Fiumicino Havalimanı’nda indik, Haziran’ın ortası hava çok sıcak, hepimizin sırtında 10 kiloya yakın çanta, ayarladığımız Termini bölgesindeki bir hostele gideceğiz. Öğrendik ki oradan otobüs bileti alarak 1 saat yol gitmemiz gerek, tamam dedik. Hemen biletlerimizi edindik ve otobüse bindik. Her yer yabancı, gidiyoruz her şey ilgimizi çekiyor bir sağa bir sola bak derken geldik… Hostelde bize 5 kişilik bir oda verdiler biz de eşyaları bırakıp hemen gezmeye koyulduk; zaman kaybedemezdik!
Herkesin kafasında İtalya deyince makarna, pizza, tiramisu, dondurma gibi hemen yemekle ilgili şeyler geliyordu; ama Roma deyince dondurma geliyordu. Sokakta yürürken dondurmacıları görüyoruz – hepsi birbirinden gösterişli külahlara sahip çeşit çeşit dondurmalar... Artık birini deneyelim dedik. Gördük ki bazı dondurmacılarda top usulü para alıyorlar bazılarında ise az önce bahsettiğim gösterişli kornetlere göre para alıyorlar. Yani şöyle dışı çikolatalı olan 2 top alıyor, dışı bonibonlu olan 3 top alıyor ve siz aslında kornete para veriyorsunuz. (buraya trajikomik bir not düşeyim hiç havalı kornette yiyemedik 😊 ) Gerçekten dondurmayı beğendik ve yazın sıcağında hem ferahlatıyor hem de alabildiğimiz en uygun şey olunca günlük rutinimiz haline gelmişti artık. - Bir de İtalyanca da dondurmaya “Gelato” deniyormuş aramızda bir muhabbeti olmuştu.
Şehrin her yerini yürüyerek geziyorduk genelde ancak kaldığımız yere uzak olan yerler için metro kullanıyorduk. Metro biletleri aslında uygun fiyatlı olsa da biz devamlı binemiyorduk. İlk gün metro ile Colesseo durağında inerek Kolezyum’a gittik (giriş 18 Euro); ancak kapıda gezi kafileleri o kadar çoktu ki sıra almış başını gidiyordu ve içeri girmekten vazgeçtik. Dışarıdan çevresini gezdik fotoğraflar çekildik. Böyle güzel bir şeyin bunca yıldır hem korunmuş olması hem de güzelliği insanı etkiliyor.

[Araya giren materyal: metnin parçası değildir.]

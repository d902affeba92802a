//! Meter photo → number recognition.
//!
//! Real OCR is an external integration. The app depends only on
//! [`MeterRecognizer`]; [`FixedDelayRecognizer`] stands in for it.

use std::time::Duration;

use async_trait::async_trait;
use serde::{Deserialize, Serialize};
use thiserror::Error;
use tracing::debug;

#[derive(Debug, Clone, PartialEq, Serialize, Deserialize)]
#[serde(rename_all = "camelCase")]
pub struct Recognition {
    pub reading: f64,
    /// 0.0 to 1.0
    pub confidence: f64,
    #[serde(default, skip_serializing_if = "Option::is_none")]
    pub raw_text: Option<String>,
}

#[derive(Debug, Clone, Error, PartialEq, Eq)]
pub enum RecognitionError {
    #[error("no meter reading found in image")]
    NoReading,

    #[error("image unavailable: {0}")]
    ImageUnavailable(String),
}

#[async_trait]
pub trait MeterRecognizer: Send + Sync {
    /// Reads the meter value from the image at `image_uri`.
    async fn recognize(
        &self,
        image_uri: &str,
    ) -> Result<Recognition, RecognitionError>;
}

/// Returns the same reading for every image after a fixed delay.
#[derive(Debug, Clone)]
pub struct FixedDelayRecognizer {
    reading: f64,
    delay: Duration,
}

impl FixedDelayRecognizer {
    pub const DEFAULT_READING: f64 = 12345.0;
    pub const DEFAULT_DELAY: Duration = Duration::from_secs(2);

    pub fn new(
        reading: f64,
        delay: Duration,
    ) -> Self {
        Self { reading, delay }
    }
}

impl Default for FixedDelayRecognizer {
    fn default() -> Self {
        Self::new(Self::DEFAULT_READING, Self::DEFAULT_DELAY)
    }
}

#[async_trait]
impl MeterRecognizer for FixedDelayRecognizer {
    async fn recognize(
        &self,
        image_uri: &str,
    ) -> Result<Recognition, RecognitionError> {
        if image_uri.trim().is_empty() {
            return Err(RecognitionError::ImageUnavailable("empty image uri".to_string()));
        }
        debug!(image = %image_uri, delay_ms = self.delay.as_millis() as u64, "simulating OCR");
        tokio::time::sleep(self.delay).await;
        Ok(Recognition {
            reading: self.reading,
            confidence: 1.0,
            raw_text: Some(self.reading.to_string()),
        })
    }
}

#[cfg(test)]
mod tests {
    use pretty_assertions::assert_eq;

    use super::*;

    #[tokio::test]
    async fn recognizer_waits_then_returns_fixed_reading() {
        let delay = Duration::from_millis(20);
        let recognizer = FixedDelayRecognizer::new(FixedDelayRecognizer::DEFAULT_READING, delay);
        let started = std::time::Instant::now();

        let result = recognizer.recognize("file:///meter.jpg").await.unwrap();

        assert_eq!(result.reading, 12345.0);
        assert_eq!(result.raw_text.as_deref(), Some("12345"));
        assert!(started.elapsed() >= delay);
    }

    #[tokio::test]
    async fn empty_uri_is_rejected_without_waiting() {
        let recognizer = FixedDelayRecognizer::new(1.0, Duration::from_secs(60));

        let result = recognizer.recognize("  ").await;

        assert!(matches!(result, Err(RecognitionError::ImageUnavailable(_))));
    }
}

Kolezyum’dan sonra hemen yakınlarında olan Roma Forum’a gittik. Dünyanın en büyük arkeolojik alanlarından biriymiş ve aynı zamanda eski zamanlarda Roma’nın hukuk ve ticaret merkezi aynı zamanda Pazar alanıymış tabi bizim böyle bir tarihsel bir merakımız yoktu ancak yapılara baktığımızda geneli zarar görmüş veya harap olmuş şekildeydi diyebilirim kendi görüşümle 😊 Gezmek için çok bir zaman ayırmadık ve hemen şehrin diğer güzelliklerine doğru ilerledik.

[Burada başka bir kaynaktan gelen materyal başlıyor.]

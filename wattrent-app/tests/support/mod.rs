#![allow(dead_code)]

use std::sync::Arc;
use std::sync::atomic::{AtomicBool, AtomicUsize, Ordering};

use async_trait::async_trait;

use wattrent_app::app::AppContext;
use wattrent_app::config::AppConfig;
use wattrent_app::i18n::ActiveLanguage;
use wattrent_core::db::{LocalStore, MemoryLocalStore, MemoryRepository, RepositoryError, WattRentRepository};
use wattrent_core::{Bill, BillPatch, Language, NewBill, UserSettings};

// ── flaky repository ────────────────────────────────────────────────────

/// In-memory repository whose calls can be made to fail on demand.
#[derive(Default)]
pub struct FlakyRepository {
    pub inner: MemoryRepository,
    fail_create_bill: AtomicBool,
    fail_update_bill: AtomicBool,
    fail_get_settings: AtomicBool,
    fail_save_settings: AtomicBool,
    fail_update_reading: AtomicBool,
    calls: AtomicUsize,
}

impl FlakyRepository {
    pub fn fail_create_bill(&self, on: bool) {
        self.fail_create_bill.store(on, Ordering::SeqCst);
    }

    pub fn fail_update_bill(&self, on: bool) {
        self.fail_update_bill.store(on, Ordering::SeqCst);
    }

    pub fn fail_get_settings(&self, on: bool) {
        self.fail_get_settings.store(on, Ordering::SeqCst);
    }

    pub fn fail_save_settings(&self, on: bool) {
        self.fail_save_settings.store(on, Ordering::SeqCst);
    }

    pub fn fail_update_reading(&self, on: bool) {
        self.fail_update_reading.store(on, Ordering::SeqCst);
    }

    /// Number of repository calls made so far.
    pub fn calls(&self) -> usize {
        self.calls.load(Ordering::SeqCst)
    }

    fn record(&self) {
        self.calls.fetch_add(1, Ordering::SeqCst);
    }
}

fn outage() -> RepositoryError {
    RepositoryError::Connection("simulated outage".to_string())
}

#[async_trait]
impl WattRentRepository for FlakyRepository {
    async fn create_bill(&self, bill: NewBill) -> Result<Bill, RepositoryError> {
        self.record();
        if self.fail_create_bill.load(Ordering::SeqCst) {
            return Err(RepositoryError::Remote("建立帳單失敗".to_string()));
        }
        self.inner.create_bill(bill).await
    }

    async fn list_bills(&self) -> Result<Vec<Bill>, RepositoryError> {
        self.record();
        self.inner.list_bills().await
    }

    async fn get_bill(&self, id: &str) -> Result<Bill, RepositoryError> {
        self.record();
        self.inner.get_bill(id).await
    }

    async fn update_bill(&self, id: &str, patch: &BillPatch) -> Result<Bill, RepositoryError> {
        self.record();
        if self.fail_update_bill.load(Ordering::SeqCst) {
            return Err(outage());
        }
        self.inner.update_bill(id, patch).await
    }

    async fn delete_bill(&self, id: &str) -> Result<(), RepositoryError> {
        self.record();
        self.inner.delete_bill(id).await
    }

    async fn get_settings(&self, user_id: &str) -> Result<UserSettings, RepositoryError> {
        self.record();
        if self.fail_get_settings.load(Ordering::SeqCst) {
            return Err(outage());
        }
        self.inner.get_settings(user_id).await
    }

    async fn save_settings(&self, settings: &UserSettings) -> Result<(), RepositoryError> {
        self.record();
        if self.fail_save_settings.load(Ordering::SeqCst) {
            return Err(RepositoryError::Remote("儲存設定失敗".to_string()));
        }
        self.inner.save_settings(settings).await
    }

    async fn update_previous_reading(&self, user_id: &str, reading: f64) -> Result<(), RepositoryError> {
        self.record();
        if self.fail_update_reading.load(Ordering::SeqCst) {
            return Err(outage());
        }
        self.inner.update_previous_reading(user_id, reading).await
    }

    async fn clear_settings(&self, user_id: &str) -> Result<(), RepositoryError> {
        self.record();
        self.inner.clear_settings(user_id).await
    }

    async fn health(&self) -> Result<String, RepositoryError> {
        self.record();
        self.inner.health().await
    }
}

// ── harness ─────────────────────────────────────────────────────────────

pub struct Harness {
    pub repo: Arc<FlakyRepository>,
    pub local: Arc<MemoryLocalStore>,
    pub ctx: AppContext,
}

/// English UI, memory stores, and `settings` stored remotely if given.
pub async fn harness(settings: Option<UserSettings>) -> Harness {
    let inner = match settings {
        Some(settings) => MemoryRepository::default().with_settings(settings).await,
        None => MemoryRepository::default(),
    };
    let repo = Arc::new(FlakyRepository {
        inner,
        ..FlakyRepository::default()
    });
    let local = Arc::new(MemoryLocalStore::new());

    let dyn_repo: Arc<dyn WattRentRepository> = repo.clone();
    let dyn_local: Arc<dyn LocalStore> = local.clone();
    let ctx = AppContext::new(
        AppConfig {
            backend: "memory".to_string(),
            ..AppConfig::default()
        },
        dyn_repo,
        dyn_local,
        ActiveLanguage::new(Language::En),
    );

    Harness { repo, local, ctx }
}

/// previous 1500, rate 4.5, rent 8000, landlord 王先生.
pub fn january_settings() -> UserSettings {
    UserSettings {
        previous_meter_reading: 1500.0,
        landlord_name: Some("王先生".to_string()),
        ..UserSettings::default()
    }
}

Belki de Roma deyince hepimizin aklına Fontana di Trevi (Aşk Çeşmesi) geliyor. Fontana “çeşme” Trevi ise “üç” demek. 3 denmesinin sebebi; 3 kaynak suyun bu çeşmede buluşmasından dolayıymış. Gezi rehberine kulak misafiri olarak öğrendiğimize göre; bir rivayete göre bir savaş sırasında askerler susuz kalmışken burada bir çeşme belirmiş ve herkes buradan su içerek susuzluktan ölmekten kurtulmuş. Çeşme diyoruz ama bizim buradakilere benzemiyor baya baya heybetli, üzerinde birçok heykel bulunuyor. Büyüklüğüne rağmen bir o kadar da kalabalık - yani çeşmenin yakınına gelip oturup para atmak, fotoğraf çekilmek için ya boş olduğu saatler gideceksiniz ya da biraz savaşmanız gerek 😊 Adete göre eğer bozuk Euro atarsanız tekrar Roma’ya geleceğiniz veya Aşk çeşmesi dendiği için sanırım aşkı bulacağınız söyleniyor. (Biz 1 TL atmıştık şuan görüyoruz Euro almış başını gidiyor ve biz de bir daha Roma’ya gidebilir gibi durmuyoruz :D)
Aşk Çeşmesi, Roma (Fontana di Trevi) |
Bahsetmeyi unuttuğum bir diğer nokta -ki bence bizim için baya önemliydi; geziye gitmeden önce suya para vermek yerine şehirde bulunan çeşmelerden su doldurup içebilirsiniz gibi bir bilgi edinmiştik. Belki de en altın bilgiydi çünkü normal küçük boy bir şişe 1 Euro olduğunu düşünürsek, bu bilgiyi bilmeseydik haziran ayı boyunca günlük olarak suya verdiğimiz para hayli çok olacaktı; o yüzden çeşme görünce hemen mataralarımızı doldururduk. Roma çeşmeler konusunda hayli zengin, çeşme suyunun tadı da marketle aynı bence 😊
Gelelim başka neler denedik: Tabi ki Tiramisu! Tiramisu tatmaktaki amacımız “geldik tadalım” değil de “bildiğimizden farkı ne?” gibiydi ve birçok durağımız vardı -paramızı savurmak da istemiyorduk hal böyle olunca hemen bir tane tadımlık tiramisu aldık. Pompi adında küçük bir dükkan var. (hatta az önceki makarnacı ile karşı karşıyayalar). Roma’da tiramisu deyince herkes burayı öneriyor. Gelelim tadına: bence fazla kremamsıydı; yani hem yumuşak hem de çabuk dağılıyordu. Genel olarak iyiydi ama “ooo bu da neymiş, biz tiramisu yememişiz hiç” olmadım. (Çok mu acımasızım?)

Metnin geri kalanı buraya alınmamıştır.